→ WORK TASK: Set the records down once more so that they match the source word for word.

(Stored dataset items)
□ □ □ □ □

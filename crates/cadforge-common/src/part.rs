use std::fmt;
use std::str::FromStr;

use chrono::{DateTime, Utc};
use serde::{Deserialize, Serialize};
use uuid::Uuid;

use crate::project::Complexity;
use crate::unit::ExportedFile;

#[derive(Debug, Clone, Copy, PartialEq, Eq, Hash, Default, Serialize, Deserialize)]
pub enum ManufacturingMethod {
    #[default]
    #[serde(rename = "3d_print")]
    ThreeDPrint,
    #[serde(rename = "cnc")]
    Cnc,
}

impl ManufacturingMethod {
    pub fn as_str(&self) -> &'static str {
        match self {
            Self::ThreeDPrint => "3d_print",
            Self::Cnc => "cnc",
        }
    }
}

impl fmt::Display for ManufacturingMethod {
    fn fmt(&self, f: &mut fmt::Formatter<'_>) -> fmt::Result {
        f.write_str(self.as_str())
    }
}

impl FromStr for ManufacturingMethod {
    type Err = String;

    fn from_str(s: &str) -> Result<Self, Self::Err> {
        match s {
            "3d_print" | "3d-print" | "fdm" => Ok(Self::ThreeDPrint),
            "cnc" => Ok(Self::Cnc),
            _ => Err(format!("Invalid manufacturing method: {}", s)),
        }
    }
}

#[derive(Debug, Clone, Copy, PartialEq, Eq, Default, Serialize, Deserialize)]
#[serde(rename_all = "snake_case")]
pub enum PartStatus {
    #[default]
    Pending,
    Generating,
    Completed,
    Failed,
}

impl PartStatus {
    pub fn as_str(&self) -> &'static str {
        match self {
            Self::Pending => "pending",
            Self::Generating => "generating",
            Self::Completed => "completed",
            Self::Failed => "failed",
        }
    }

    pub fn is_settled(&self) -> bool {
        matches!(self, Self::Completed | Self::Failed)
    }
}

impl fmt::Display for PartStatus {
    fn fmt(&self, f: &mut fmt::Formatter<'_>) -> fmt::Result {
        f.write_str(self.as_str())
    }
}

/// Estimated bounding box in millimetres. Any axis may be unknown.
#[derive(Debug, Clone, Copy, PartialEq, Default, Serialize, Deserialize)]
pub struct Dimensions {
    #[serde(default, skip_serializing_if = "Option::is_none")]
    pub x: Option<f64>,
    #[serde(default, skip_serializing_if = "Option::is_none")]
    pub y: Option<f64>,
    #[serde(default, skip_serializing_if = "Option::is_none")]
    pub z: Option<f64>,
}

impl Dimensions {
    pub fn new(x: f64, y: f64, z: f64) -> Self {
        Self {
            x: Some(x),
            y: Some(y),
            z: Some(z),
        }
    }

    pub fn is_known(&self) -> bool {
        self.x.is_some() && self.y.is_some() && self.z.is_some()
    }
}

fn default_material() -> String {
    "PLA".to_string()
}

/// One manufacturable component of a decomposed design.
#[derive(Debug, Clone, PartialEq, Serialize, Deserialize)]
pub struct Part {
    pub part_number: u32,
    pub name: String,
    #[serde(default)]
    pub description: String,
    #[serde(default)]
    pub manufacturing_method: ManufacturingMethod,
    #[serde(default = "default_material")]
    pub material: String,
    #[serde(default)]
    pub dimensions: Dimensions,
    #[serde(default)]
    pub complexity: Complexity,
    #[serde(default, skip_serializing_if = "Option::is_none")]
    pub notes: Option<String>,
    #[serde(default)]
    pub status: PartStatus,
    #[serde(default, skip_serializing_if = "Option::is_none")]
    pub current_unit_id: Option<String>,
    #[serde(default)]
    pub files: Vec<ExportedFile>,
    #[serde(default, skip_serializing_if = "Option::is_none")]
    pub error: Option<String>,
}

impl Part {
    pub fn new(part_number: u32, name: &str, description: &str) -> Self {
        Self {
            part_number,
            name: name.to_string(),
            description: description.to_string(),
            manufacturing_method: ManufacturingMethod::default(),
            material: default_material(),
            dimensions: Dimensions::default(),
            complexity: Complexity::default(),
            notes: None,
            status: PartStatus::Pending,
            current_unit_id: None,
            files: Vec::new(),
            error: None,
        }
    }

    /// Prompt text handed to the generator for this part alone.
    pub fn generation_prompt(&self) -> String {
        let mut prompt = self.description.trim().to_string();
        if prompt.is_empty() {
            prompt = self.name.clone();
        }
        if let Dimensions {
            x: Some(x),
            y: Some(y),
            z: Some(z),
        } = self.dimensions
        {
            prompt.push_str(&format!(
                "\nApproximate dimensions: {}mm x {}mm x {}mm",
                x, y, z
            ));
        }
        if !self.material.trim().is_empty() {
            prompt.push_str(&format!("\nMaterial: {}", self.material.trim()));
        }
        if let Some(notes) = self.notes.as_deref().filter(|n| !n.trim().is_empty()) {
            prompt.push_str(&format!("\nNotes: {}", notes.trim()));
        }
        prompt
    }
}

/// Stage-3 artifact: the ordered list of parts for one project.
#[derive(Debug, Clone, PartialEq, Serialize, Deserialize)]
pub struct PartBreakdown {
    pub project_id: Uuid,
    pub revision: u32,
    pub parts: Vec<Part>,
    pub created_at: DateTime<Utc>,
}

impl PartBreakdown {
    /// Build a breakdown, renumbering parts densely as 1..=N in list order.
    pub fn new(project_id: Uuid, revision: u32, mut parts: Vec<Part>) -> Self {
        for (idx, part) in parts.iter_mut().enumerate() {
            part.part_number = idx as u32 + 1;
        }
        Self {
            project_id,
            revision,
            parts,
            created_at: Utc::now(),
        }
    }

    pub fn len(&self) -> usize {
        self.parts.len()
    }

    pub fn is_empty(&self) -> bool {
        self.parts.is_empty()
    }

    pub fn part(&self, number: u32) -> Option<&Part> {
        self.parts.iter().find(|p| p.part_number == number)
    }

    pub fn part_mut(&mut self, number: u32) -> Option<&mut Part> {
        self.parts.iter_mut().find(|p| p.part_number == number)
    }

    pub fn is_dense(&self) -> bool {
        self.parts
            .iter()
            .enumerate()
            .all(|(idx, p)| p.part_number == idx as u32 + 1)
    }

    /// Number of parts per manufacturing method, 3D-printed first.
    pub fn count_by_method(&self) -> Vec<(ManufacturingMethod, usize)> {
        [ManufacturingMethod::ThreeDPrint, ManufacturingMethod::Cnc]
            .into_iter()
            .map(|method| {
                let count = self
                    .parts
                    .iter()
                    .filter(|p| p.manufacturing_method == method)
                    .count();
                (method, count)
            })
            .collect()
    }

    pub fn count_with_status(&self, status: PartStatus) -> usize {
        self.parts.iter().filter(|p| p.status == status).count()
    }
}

□ □ □ □ □

→ EXPECTED ANSWER:
filename crates/cadforge-common/src/part.rs
use std::fmt;
use std::str::FromStr;

use chrono::{DateTime, Utc};
use serde::{Deserialize, Serialize};
use uuid::Uuid;

use crate::project::Complexity;
use crate::unit::ExportedFile;

#[derive(Debug, Clone, Copy, PartialEq, Eq, Hash, Default, Serialize, Deserialize)]
pub enum ManufacturingMethod {
    #[default]
    #[serde(rename = "3d_print")]
    ThreeDPrint,
    #[serde(rename = "cnc")]
    Cnc,
}

impl ManufacturingMethod {
    pub fn as_str(&self) -> &'static str {
        match self {
            Self::ThreeDPrint => "3d_print",
            Self::Cnc => "cnc",
        }
    }
}

impl fmt::Display for ManufacturingMethod {
    fn fmt(&self, f: &mut fmt::Formatter<'_>) -> fmt::Result {
        f.write_str(self.as_str())
    }
}

impl FromStr for ManufacturingMethod {
    type Err = String;

    fn from_str(s: &str) -> Result<Self, Self::Err> {
        match s {
            "3d_print" | "3d-print" | "fdm" => Ok(Self::ThreeDPrint),
            "cnc" => Ok(Self::Cnc),
            _ => Err(format!("Invalid manufacturing method: {}", s)),
        }
    }
}

#[derive(Debug, Clone, Copy, PartialEq, Eq, Default, Serialize, Deserialize)]
#[serde(rename_all = "snake_case")]
pub enum PartStatus {
    #[default]
    Pending,
    Generating,
    Completed,
    Failed,
}

impl PartStatus {
    pub fn as_str(&self) -> &'static str {
        match self {
            Self::Pending => "pending",
            Self::Generating => "generating",
            Self::Completed => "completed",
            Self::Failed => "failed",
        }
    }

    pub fn is_settled(&self) -> bool {
        matches!(self, Self::Completed | Self::Failed)
    }
}

impl fmt::Display for PartStatus {
    fn fmt(&self, f: &mut fmt::Formatter<'_>) -> fmt::Result {
        f.write_str(self.as_str())
    }
}

/// Estimated bounding box in millimetres. Any axis may be unknown.
#[derive(Debug, Clone, Copy, PartialEq, Default, Serialize, Deserialize)]
pub struct Dimensions {
    #[serde(default, skip_serializing_if = "Option::is_none")]
    pub x: Option<f64>,
    #[serde(default, skip_serializing_if = "Option::is_none")]
    pub y: Option<f64>,
    #[serde(default, skip_serializing_if = "Option::is_none")]
    pub z: Option<f64>,
}

impl Dimensions {
    pub fn new(x: f64, y: f64, z: f64) -> Self {
        Self {
            x: Some(x),
            y: Some(y),
            z: Some(z),
        }
    }

    pub fn is_known(&self) -> bool {
        self.x.is_some() && self.y.is_some() && self.z.is_some()
    }
}

fn default_material() -> String {
    "PLA".to_string()
}

/// One manufacturable component of a decomposed design.
#[derive(Debug, Clone, PartialEq, Serialize, Deserialize)]
pub struct Part {
    pub part_number: u32,
    pub name: String,
    #[serde(default)]
    pub description: String,
    #[serde(default)]
    pub manufacturing_method: ManufacturingMethod,
    #[serde(default = "default_material")]
    pub material: String,
    #[serde(default)]
    pub dimensions: Dimensions,
    #[serde(default)]
    pub complexity: Complexity,
    #[serde(default, skip_serializing_if = "Option::is_none")]
    pub notes: Option<String>,
    #[serde(default)]
    pub status: PartStatus,
    #[serde(default, skip_serializing_if = "Option::is_none")]
    pub current_unit_id: Option<String>,
    #[serde(default)]
    pub files: Vec<ExportedFile>,
    #[serde(default, skip_serializing_if = "Option::is_none")]
    pub error: Option<String>,
}

impl Part {
    pub fn new(part_number: u32, name: &str, description: &str) -> Self {
        Self {
            part_number,
            name: name.to_string(),
            description: description.to_string(),
            manufacturing_method: ManufacturingMethod::default(),
            material: default_material(),
            dimensions: Dimensions::default(),
            complexity: Complexity::default(),
            notes: None,
            status: PartStatus::Pending,
            current_unit_id: None,
            files: Vec::new(),
            error: None,
        }
    }

    /// Prompt text handed to the generator for this part alone.
    pub fn generation_prompt(&self) -> String {
        let mut prompt = self.description.trim().to_string();
        if prompt.is_empty() {
            prompt = self.name.clone();
        }
        if let Dimensions {
            x: Some(x),
            y: Some(y),
            z: Some(z),
        } = self.dimensions
        {
            prompt.push_str(&format!(
                "\nApproximate dimensions: {}mm x {}mm x {}mm",
                x, y, z
            ));
        }
        if !self.material.trim().is_empty() {
            prompt.push_str(&format!("\nMaterial: {}", self.material.trim()));
        }
        if let Some(notes) = self.notes.as_deref().filter(|n| !n.trim().is_empty()) {
            prompt.push_str(&format!("\nNotes: {}", notes.trim()));
        }
        prompt
    }
}

/// Stage-3 artifact: the ordered list of parts for one project.
#[derive(Debug, Clone, PartialEq, Serialize, Deserialize)]
pub struct PartBreakdown {
    pub project_id: Uuid,
    pub revision: u32,
    pub parts: Vec<Part>,
    pub created_at: DateTime<Utc>,
}

impl PartBreakdown {
    /// Build a breakdown, renumbering parts densely as 1..=N in list order.
    pub fn new(project_id: Uuid, revision: u32, mut parts: Vec<Part>) -> Self {
        for (idx, part) in parts.iter_mut().enumerate() {
            part.part_number = idx as u32 + 1;
        }
        Self {
            project_id,
            revision,
            parts,
            created_at: Utc::now(),
        }
    }

    pub fn len(&self) -> usize {
        self.parts.len()
    }

    pub fn is_empty(&self) -> bool {
        self.parts.is_empty()
    }

    pub fn part(&self, number: u32) -> Option<&Part> {
        self.parts.iter().find(|p| p.part_number == number)
    }

    pub fn part_mut(&mut self, number: u32) -> Option<&mut Part> {
        self.parts.iter_mut().find(|p| p.part_number == number)
    }

    pub fn is_dense(&self) -> bool {
        self.parts
            .iter()
            .enumerate()
            .all(|(idx, p)| p.part_number == idx as u32 + 1)
    }

    /// Number of parts per manufacturing method, 3D-printed first.
    pub fn count_by_method(&self) -> Vec<(ManufacturingMethod, usize)> {
        [ManufacturingMethod::ThreeDPrint, ManufacturingMethod::Cnc]
            .into_iter()
            .map(|method| {
                let count = self
                    .parts
                    .iter()
                    .filter(|p| p.manufacturing_method == method)
                    .count();
                (method, count)
            })
            .collect()
    }

    pub fn count_with_status(&self, status: PartStatus) -> usize {
        self.parts.iter().filter(|p| p.status == status).count()
    }
}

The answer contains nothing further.